Bioavailability study of Posaconazole in rats after oral Poloxamer P188 Nano-micelles and oral Posaconazole pure drug

Abstract

Posaconazole (POCZ) is a triazole antifungal with poor solubility and low bioavailability, so this work is aimed to compare between bioavailability parameters of pure POCZ and the prepared lyophilized POCZ nano-micelles. In this study, twelve Wistar rats were used with a weight of 200±20g and divided into twice groups (each group with six animals). The dose of 10mg/kg of pure POCZ and POCZ nano-micelles was administered to rats by oral gavage after reconstitution with water. The determination of POCZ in the plasma of rats is done by using (HPLC) after the construction of a spiked calibration curve with plasma and internal standard itraconazole. The bioavailability parameters for pure POCZ and POCZ nano-micelles were determined. The results show that C max , T max , AUC 0-72, and AUC 0-∞ were 230±4ng/ml, 8±0.5hr, 8622±127 ng.h/ml,10050±110 ng.h/ml and 2107±7ng, 2±0.2hr, 27261. 2±233ng.h/ml, 30364±205 respectively for pure POCZ suspension and POCZ nano-micelles.

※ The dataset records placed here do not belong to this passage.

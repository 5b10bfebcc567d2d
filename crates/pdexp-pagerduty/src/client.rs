use std::{sync::Arc, time::Duration};

use chrono::{DateTime, SecondsFormat, Utc};
use pdexp_collector::paging::{Page, PagingGuard, PagingState, fetch_all};
use pdexp_common::error::{PdexpError, Result};
use pdexp_metrics::{CounterMetric, MetricsRegistry, labels};
use reqwest::header::{ACCEPT, AUTHORIZATION, HeaderMap, HeaderValue};
use serde::de::DeserializeOwned;
use serde_json::{Map, Value};
use tokio::sync::Semaphore;
use tracing::debug;
use url::Url;

use crate::models::{
    Incident, License, LicensesResponse, MaintenanceWindow, OnCall, Override, Schedule,
    ScheduleResponse, Service, Team, User,
};

pub const DEFAULT_BASE_URL: &str = "https://api.pagerduty.com";
pub const API_COUNTER: &str = "pagerduty_api_counter";
pub const PAGE_SIZE: u64 = 100;

const ACCEPT_V2: &str = "application/vnd.pagerduty+json;version=2";

type Query = Vec<(String, String)>;

#[derive(Debug, Clone)]
pub struct ClientConfig {
    pub base_url: String,
    pub token: String,
    pub max_connections: usize,
    pub request_timeout: Duration,
}

impl ClientConfig {
    pub fn new(token: impl Into<String>) -> Self {
        Self {
            base_url: DEFAULT_BASE_URL.to_string(),
            token: token.into(),
            max_connections: 4,
            request_timeout: Duration::from_secs(30),
        }
    }
}

/// Filters for the incident list endpoint.
#[derive(Debug, Clone, Default)]
pub struct IncidentQuery {
    pub statuses: Vec<String>,
    pub team_ids: Vec<String>,
    pub since: Option<DateTime<Utc>>,
    pub until: Option<DateTime<Utc>>,
}

/// PagerDuty REST v2 client.
///
/// Concurrent requests are bounded by a semaphore shared by all clones, and
/// every request is counted in `pagerduty_api_counter{name}`.
#[derive(Clone)]
pub struct PagerDutyClient {
    http: reqwest::Client,
    base_url: Url,
    permits: Arc<Semaphore>,
    api_counter: Arc<CounterMetric>,
}

impl PagerDutyClient {
    pub fn new(config: ClientConfig, registry: &MetricsRegistry) -> Result<Self> {
        if config.token.trim().is_empty() {
            return Err(PdexpError::InvalidArgument(
                "PagerDuty auth token is empty".to_string(),
            ));
        }
        let max_connections = config.max_connections.max(1);

        let mut base = config.base_url.trim_end_matches('/').to_string();
        base.push('/');
        let base_url = Url::parse(&base).map_err(|err| {
            PdexpError::InvalidArgument(format!("invalid PagerDuty url {}: {err}", config.base_url))
        })?;

        let mut authorization =
            HeaderValue::from_str(&format!("Token token={}", config.token.trim())).map_err(
                |_| PdexpError::InvalidArgument("PagerDuty auth token is not a valid header".to_string()),
            )?;
        authorization.set_sensitive(true);

        let mut headers = HeaderMap::new();
        headers.insert(AUTHORIZATION, authorization);
        headers.insert(ACCEPT, HeaderValue::from_static(ACCEPT_V2));

        let http = reqwest::Client::builder()
            .default_headers(headers)
            .timeout(config.request_timeout)
            .pool_max_idle_per_host(max_connections)
            .build()
            .map_err(|err| {
                PdexpError::InternalError(format!("failed to build PagerDuty http client: {err}"))
            })?;

        let api_counter = registry.register_counter(API_COUNTER, "Pagerduty api counter", &["name"])?;

        Ok(Self {
            http,
            base_url,
            permits: Arc::new(Semaphore::new(max_connections)),
            api_counter,
        })
    }

    pub async fn list_teams(&self) -> Result<Vec<Team>> {
        self.list_all("ListTeams", "teams", "teams", Vec::new(), PagingGuard::new())
            .await
    }

    pub async fn list_users(&self, team_ids: &[String]) -> Result<Vec<User>> {
        self.list_all("ListUsers", "users", "users", team_query(team_ids), PagingGuard::new())
            .await
    }

    pub async fn list_services(&self, team_ids: &[String]) -> Result<Vec<Service>> {
        self.list_all(
            "ListServices",
            "services",
            "services",
            team_query(team_ids),
            PagingGuard::new(),
        )
        .await
    }

    pub async fn list_schedules(&self) -> Result<Vec<Schedule>> {
        self.list_all("ListSchedules", "schedules", "schedules", Vec::new(), PagingGuard::new())
            .await
    }

    /// Schedule detail with rendered layer and final entries for the window.
    pub async fn get_schedule(
        &self,
        schedule_id: &str,
        since: DateTime<Utc>,
        until: DateTime<Utc>,
    ) -> Result<Schedule> {
        let query = vec![
            ("since".to_string(), format_time(since)),
            ("until".to_string(), format_time(until)),
        ];
        let response: ScheduleResponse = self
            .get("GetSchedule", &format!("schedules/{schedule_id}"), &query)
            .await?;
        Ok(response.schedule)
    }

    pub async fn list_overrides(
        &self,
        schedule_id: &str,
        since: DateTime<Utc>,
        until: DateTime<Utc>,
    ) -> Result<Vec<Override>> {
        let query = vec![
            ("since".to_string(), format_time(since)),
            ("until".to_string(), format_time(until)),
        ];
        self.list_all(
            "ListOverrides",
            &format!("schedules/{schedule_id}/overrides"),
            "overrides",
            query,
            PagingGuard::new(),
        )
        .await
    }

    pub async fn list_maintenance_windows(&self, team_ids: &[String]) -> Result<Vec<MaintenanceWindow>> {
        self.list_all(
            "ListMaintenanceWindows",
            "maintenance_windows",
            "maintenance_windows",
            team_query(team_ids),
            PagingGuard::new(),
        )
        .await
    }

    pub async fn list_oncalls(&self) -> Result<Vec<OnCall>> {
        let query = vec![("earliest".to_string(), "true".to_string())];
        self.list_all("ListOnCalls", "oncalls", "oncalls", query, PagingGuard::new())
            .await
    }

    pub async fn list_incidents(&self, filter: &IncidentQuery, guard: PagingGuard) -> Result<Vec<Incident>> {
        let mut query = team_query(&filter.team_ids);
        for status in &filter.statuses {
            query.push(("statuses[]".to_string(), status.clone()));
        }
        if let Some(since) = filter.since {
            query.push(("since".to_string(), format_time(since)));
        }
        if let Some(until) = filter.until {
            query.push(("until".to_string(), format_time(until)));
        }

        self.list_all("ListIncidents", "incidents", "incidents", query, guard)
            .await
    }

    pub async fn list_licenses(&self) -> Result<Vec<License>> {
        let response: LicensesResponse = self.get("ListLicenses", "licenses", &[]).await?;
        Ok(response.licenses)
    }

    async fn list_all<T: DeserializeOwned>(
        &self,
        name: &'static str,
        path: &str,
        items_key: &str,
        query: Query,
        guard: PagingGuard,
    ) -> Result<Vec<T>> {
        fetch_all(guard, PAGE_SIZE, |offset, limit| {
            let mut page_query = query.clone();
            page_query.push(("offset".to_string(), offset.to_string()));
            page_query.push(("limit".to_string(), limit.to_string()));
            async move {
                debug!(request = name, offset, limit, "fetching PagerDuty page");
                self.list_page(name, path, items_key, &page_query).await
            }
        })
        .await
    }

    async fn list_page<T: DeserializeOwned>(
        &self,
        name: &'static str,
        path: &str,
        items_key: &str,
        query: &[(String, String)],
    ) -> Result<Page<T>> {
        let mut body: Map<String, Value> = self.get(name, path, query).await?;

        let items = match body.remove(items_key) {
            Some(Value::Null) | None => Vec::new(),
            Some(value) => serde_json::from_value(value).map_err(|err| PdexpError::decode(name, err))?,
        };
        let state = PagingState {
            offset: body.get("offset").and_then(Value::as_u64).unwrap_or_default(),
            limit: body.get("limit").and_then(Value::as_u64).unwrap_or_default(),
            more: body.get("more").and_then(Value::as_bool).unwrap_or_default(),
        };

        Ok(Page { items, state })
    }

    async fn get<T: DeserializeOwned>(
        &self,
        name: &'static str,
        path: &str,
        query: &[(String, String)],
    ) -> Result<T> {
        let url = self
            .base_url
            .join(path)
            .map_err(|err| PdexpError::InvalidArgument(format!("invalid request path {path}: {err}")))?;

        let _permit = self
            .permits
            .acquire()
            .await
            .map_err(|_| PdexpError::InternalError("PagerDuty request limiter closed".to_string()))?;

        self.api_counter.inc(&labels! { "name" => name })?;
        let response = self
            .http
            .get(url)
            .query(query)
            .send()
            .await
            .map_err(|err| PdexpError::upstream(name, err))?;

        let status = response.status();
        if !status.is_success() {
            return Err(PdexpError::UpstreamStatus {
                endpoint: name.to_string(),
                status: status.as_u16(),
            });
        }

        response
            .json::<T>()
            .await
            .map_err(|err| PdexpError::decode(name, err))
    }
}

fn team_query(team_ids: &[String]) -> Query {
    team_ids
        .iter()
        .map(|team| ("team_ids[]".to_string(), team.clone()))
        .collect()
}

fn format_time(time: DateTime<Utc>) -> String {
    time.to_rfc3339_opts(SecondsFormat::Secs, true)
}

#[cfg(test)]
mod tests {
    use serde_json::json;
    use wiremock::{
        Mock, MockServer, ResponseTemplate,
        matchers::{header, method, path, query_param},
    };

    use super::*;

    fn client(server: &MockServer, registry: &MetricsRegistry) -> PagerDutyClient {
        let config = ClientConfig {
            base_url: server.uri(),
            ..ClientConfig::new("secret")
        };
        PagerDutyClient::new(config, registry).unwrap()
    }

    #[tokio::test]
    async fn sends_auth_headers_and_walks_pages() {
        let server = MockServer::start().await;
        Mock::given(method("GET"))
            .and(path("/teams"))
            .and(query_param("offset", "0"))
            .and(header("authorization", "Token token=secret"))
            .and(header("accept", ACCEPT_V2))
            .respond_with(ResponseTemplate::new(200).set_body_json(json!({
                "teams": [{ "id": "P1", "name": "Ops", "html_url": "https://x/teams/P1" }],
                "offset": 0, "limit": 100, "more": true
            })))
            .expect(1)
            .mount(&server)
            .await;
        Mock::given(method("GET"))
            .and(path("/teams"))
            .and(query_param("offset", "100"))
            .respond_with(ResponseTemplate::new(200).set_body_json(json!({
                "teams": [{ "id": "P2", "name": "Dev", "html_url": null }],
                "offset": 100, "limit": 100, "more": false
            })))
            .expect(1)
            .mount(&server)
            .await;

        let registry = MetricsRegistry::new();
        let teams = client(&server, &registry).list_teams().await.unwrap();

        let ids = teams.iter().map(|team| team.id.as_str()).collect::<Vec<_>>();
        assert_eq!(ids, vec!["P1", "P2"]);
        assert!(
            registry
                .render_prometheus()
                .contains("pagerduty_api_counter{name=\"ListTeams\"} 2")
        );
    }

    #[tokio::test]
    async fn error_status_is_reported_per_endpoint() {
        let server = MockServer::start().await;
        Mock::given(method("GET"))
            .and(path("/users"))
            .respond_with(ResponseTemplate::new(429))
            .mount(&server)
            .await;

        let registry = MetricsRegistry::new();
        let err = client(&server, &registry).list_users(&[]).await.unwrap_err();
        assert!(matches!(
            err,
            PdexpError::UpstreamStatus { ref endpoint, status: 429 } if endpoint == "ListUsers"
        ));
    }

    #[tokio::test]
    async fn malformed_body_is_a_decode_error() {
        let server = MockServer::start().await;
        Mock::given(method("GET"))
            .and(path("/services"))
            .respond_with(ResponseTemplate::new(200).set_body_json(json!({
                "services": [{ "name": "missing id" }], "more": false
            })))
            .mount(&server)
            .await;

        let registry = MetricsRegistry::new();
        let err = client(&server, &registry)
            .list_services(&[])
            .await
            .unwrap_err();
        assert!(matches!(err, PdexpError::Decode { .. }));
    }

    #[test]
    fn empty_token_is_rejected() {
        let registry = MetricsRegistry::new();
        assert!(PagerDutyClient::new(ClientConfig::new("  "), &registry).is_err());
    }
}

The obtained results from this work are that the time T max required for maximum concentration C max was statistically different from pure POCZ and POCZ nano-micelles ( p< 0.05). The POCZ nano-micelles show relative bioavailability 3.02 times than pure Posaconazole. In conclusion, the prepared POCZ nano-micelles enhance the oral absorption and bioavailability of the drug.